Los
recuerdos escaparon de mi mente como gotas de rocío, resbalando de la tierna
hoja para caer en el áspero suelo. Ahora no soy nadie, tal vez nunca fui nadie
y probablemente jamás logre ser nadie. Mi memoria es un artefacto roto, y mis recuerdos
escaparon a través de las grietas que dejó la vida en ella. No creo que vayan a
volver.
Un
rostro sin facciones me mira enternecido, con cariño. Yo estoy sentado en lo
que parece su regazo. Harapos viejos cubren su cuerpo, como tratando de evitarle
la vergüenza de andar desnudo. Él me reconoce, pero yo no sé quién es. No sé
quién soy. El pelo cano cae sobre su frente y la descuidada barba se enreda
sobre su cuello. Sus manos me acarician y toda la escena irradia tranquilidad.
Lágrimas escapan de aquel rostro irreconocible y caen sobre mi espalda. Duermo
boca abajo sobre su regazo y todo me parece tan familiar. ¿Quién soy?
Volantines.
Los recuerdo. Coloridos volantines que mi abuelo elevaba con destreza. Gráciles
movimientos orquestados por el viento convierten simples cometas en un
espectáculo de colores, y mi abuelo sabía hacerlo de maravilla. Escucho su
risa, sonora y estridente, una carcajada contagiosa que infunde alegría. Es mi
abuelo. ¿Dónde estoy?
Abrí
los ojos y frente a mi están mis familiares, amigos y algunas personas cansadas
de la vida, amigos de mi abuelo. Gente que probablemente no tienen nada en
común, desde políticos nacionalistas hasta pobres inmigrantes. El salón es
oscuro y la poca luz parece cálida, y sin embargo todo se siente tan frío.
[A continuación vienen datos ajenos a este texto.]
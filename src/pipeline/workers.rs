//! # Pipeline Workers
//!
//! Scan worker threads: claim a segment, read it chunk by chunk with
//! positioned reads, decode records and count primes.

use std::sync::Arc;
use std::thread;
use std::time::Duration;

use crossbeam_channel::{Receiver, Sender};
use rand::rngs::StdRng;
use rand::{Rng, SeedableRng};
use tracing::{debug, error, warn};

use crate::config::StaggerConfig;
use crate::constants::RECORD_SIZE;
use crate::input::{InputError, InputSource, read_exact_at};
use crate::prime::is_prime;
use crate::segment::Segment;

use super::ScanError;
use super::coordinator::ScanControl;
use super::events::SegmentResult;

#[derive(Debug, Clone, Copy, Default, PartialEq, Eq)]
pub struct SegmentTally {
    pub records: u64,
    pub primes: u64,
}

/// Decode `chunk` as consecutive little-endian u64 records and count the
/// primes. Trailing bytes that do not fill a whole record are ignored.
pub fn decode_records(chunk: &[u8]) -> SegmentTally {
    let mut tally = SegmentTally::default();
    for record in chunk.chunks_exact(RECORD_SIZE) {
        let mut bytes = [0u8; RECORD_SIZE];
        bytes.copy_from_slice(record);
        tally.records += 1;
        if is_prime(u64::from_le_bytes(bytes)) {
            tally.primes += 1;
        }
    }
    tally
}

/// Scan one segment using `buf` as the chunk buffer; `buf.len()` is the
/// chunk size. The last chunk of the segment may be shorter.
pub fn scan_segment(
    source: &dyn InputSource,
    segment: &Segment,
    buf: &mut [u8],
) -> Result<SegmentTally, InputError> {
    let chunk_size = buf.len() as u64;
    let mut tally = SegmentTally::default();
    let mut offset = 0u64;
    while offset < segment.length {
        let read_len = (segment.length - offset).min(chunk_size) as usize;
        let chunk = &mut buf[..read_len];
        read_exact_at(source, segment.start + offset, chunk)?;
        let chunk_tally = decode_records(chunk);
        tally.records += chunk_tally.records;
        tally.primes += chunk_tally.primes;
        offset += read_len as u64;
    }
    Ok(tally)
}

/// Startup delay for `worker_id`. A seeded stagger gives every worker a
/// reproducible delay.
pub fn startup_delay(worker_id: usize, stagger: &StaggerConfig) -> Duration {
    if stagger.is_disabled() {
        return Duration::ZERO;
    }
    let low = stagger.min_ms.min(stagger.max_ms);
    let high = stagger.max_ms;
    let ms = match stagger.seed {
        Some(seed) => {
            StdRng::seed_from_u64(seed.wrapping_add(worker_id as u64)).random_range(low..=high)
        }
        None => rand::rng().random_range(low..=high),
    };
    Duration::from_millis(ms)
}

/// Spawn prime scanning worker threads. Each worker owns one buffer of
/// `chunk_size` bytes; callers cap it at the segment size.
pub fn spawn_scan_workers(
    workers: usize,
    source: Arc<dyn InputSource>,
    chunk_size: usize,
    stagger: StaggerConfig,
    rx: Receiver<Segment>,
    result_tx: &Sender<SegmentResult>,
    control: Arc<ScanControl>,
) -> Vec<thread::JoinHandle<()>> {
    let mut handles = Vec::new();
    let worker_count = workers.max(1);

    for worker_id in 0..worker_count {
        let source = source.clone();
        let rx = rx.clone();
        let result_tx = result_tx.clone();
        let control = control.clone();

        handles.push(thread::spawn(move || {
            let delay = startup_delay(worker_id, &stagger);
            if !delay.is_zero() {
                let delay_ms = delay.as_millis() as u64;
                debug!(worker_id, delay_ms, "staggering worker start");
                thread::sleep(delay);
            }

            let mut buf = vec![0u8; chunk_size.max(1)];
            let mut segments_done = 0u64;
            loop {
                if control.should_stop() {
                    debug!(worker_id, "stop requested; no longer claiming segments");
                    break;
                }
                let segment = match rx.recv() {
                    Ok(segment) => segment,
                    Err(_) => break,
                };

                match scan_segment(source.as_ref(), &segment, &mut buf) {
                    Ok(tally) => {
                        debug!(
                            worker_id,
                            segment_id = segment.id,
                            start = segment.start,
                            length = segment.length,
                            records = tally.records,
                            primes = tally.primes,
                            "segment scanned"
                        );
                        let result = SegmentResult {
                            segment,
                            worker_id,
                            records: tally.records,
                            primes: tally.primes,
                        };
                        if let Err(err) = result_tx.send(result) {
                            warn!("result channel closed while sending segment {}: {err}", segment.id);
                            break;
                        }
                        segments_done += 1;
                    }
                    Err(err) => {
                        error!(
                            "worker {worker_id} failed on segment {} [{}..{}): {err}",
                            segment.id,
                            segment.start,
                            segment.end()
                        );
                        control.record(ScanError::Segment {
                            worker: worker_id,
                            segment_id: segment.id,
                            start: segment.start,
                            end: segment.end(),
                            source: err,
                        });
                        break;
                    }
                }
            }
            debug!(worker_id, segments_done, "worker exiting");
        }));
    }

    handles
}

#[cfg(test)]
mod tests {
    use super::*;
    use crate::input::MemorySource;

    fn encode(values: &[u64]) -> Vec<u8> {
        values.iter().flat_map(|v| v.to_le_bytes()).collect()
    }

    #[test]
    fn decodes_little_endian_records() {
        let tally = decode_records(&encode(&[2, 4, 7]));
        assert_eq!(tally, SegmentTally { records: 3, primes: 2 });
    }

    #[test]
    fn trailing_partial_record_is_skipped() {
        let mut bytes = encode(&[3, 5]);
        bytes.extend_from_slice(&[7, 0, 0]);
        let tally = decode_records(&bytes);
        assert_eq!(tally, SegmentTally { records: 2, primes: 2 });
    }

    #[test]
    fn chunk_shorter_than_record_decodes_nothing() {
        assert_eq!(decode_records(&[2, 0, 0, 0]), SegmentTally::default());
    }

    #[test]
    fn scan_segment_reads_only_its_range() {
        let source = MemorySource::new(encode(&[2, 3, 4, 5, 6, 7]));
        let segment = Segment {
            id: 1,
            start: 16,
            length: 24,
        };
        let mut buf = vec![0u8; 8];
        let tally = scan_segment(&source, &segment, &mut buf).expect("scan");
        // 4, 5, 6
        assert_eq!(tally, SegmentTally { records: 3, primes: 1 });
    }

    #[test]
    fn chunks_not_aligned_to_records_drop_straddling_values() {
        let source = MemorySource::new(encode(&[2, 3, 5, 7]));
        let segment = Segment {
            id: 0,
            start: 0,
            length: 32,
        };
        let mut aligned = vec![0u8; 16];
        let full = scan_segment(&source, &segment, &mut aligned).expect("scan");
        assert_eq!(full.primes, 4);

        // Chunks of 12 bytes: [0,12) [12,24) [24,32) each hold one whole record.
        let mut unaligned = vec![0u8; 12];
        let partial = scan_segment(&source, &segment, &mut unaligned).expect("scan");
        assert_eq!(partial.records, 3);
        assert!(partial.primes < full.primes);
    }

    #[test]
    fn short_source_fails_the_segment() {
        let source = MemorySource::new(encode(&[2]));
        let segment = Segment {
            id: 0,
            start: 0,
            length: 16,
        };
        let mut buf = vec![0u8; 16];
        let err = scan_segment(&source, &segment, &mut buf).expect_err("short read");
        assert!(matches!(err, InputError::ShortRead { .. }));
    }

    #[test]
    fn disabled_stagger_has_no_delay() {
        assert_eq!(startup_delay(3, &StaggerConfig::disabled()), Duration::ZERO);
    }

    #[test]
    fn seeded_stagger_is_reproducible_and_bounded() {
        let stagger = StaggerConfig {
            min_ms: 10,
            max_ms: 20,
            seed: Some(42),
        };
        for worker_id in 0..8 {
            let a = startup_delay(worker_id, &stagger);
            let b = startup_delay(worker_id, &stagger);
            assert_eq!(a, b);
            assert!(a >= Duration::from_millis(10) && a <= Duration::from_millis(20));
        }
    }
}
Todos con trajes oscuros, vestidos de luto. ¿Un funeral? Miré donde estoy
parado y a mi lado veo el altar. ¿Qué hago acá?
Lagrimas
caen sobre el suelo. Parecen lluvia, la lluvia más triste del mundo. Busqué
entre todas las personas y la única que no pude ver fue a mi abuelo. Pensé en
los volantines, y en por qué el viento no dura para siempre. Miré hacia arriba
pidiendo misericordia a ese Dios que hace tanto tiempo dejó de hablarme. ¿Dónde
estoy? ¿Qué hago acá?
Un
sollozo me sacó de tan banales cavilaciones. Mi cuerpo inmóvil descansa dentro
de un féretro de fina madera y detalles exquisitos, mientras mi abuelo, cansado
de la vida, llora sobre mi pecho. Una sonrisa quiere dibujarse sobre mi rostro,
pero los muertos no sonríen. Las lágrimas humedecen mi elegante traje, pero yo
ya no puedo sentir el frío. Pobre de mi abuelo, si tan solo me dejara
recordarlo como el domador de volantines, podría partir al otro mundo más tranquilo.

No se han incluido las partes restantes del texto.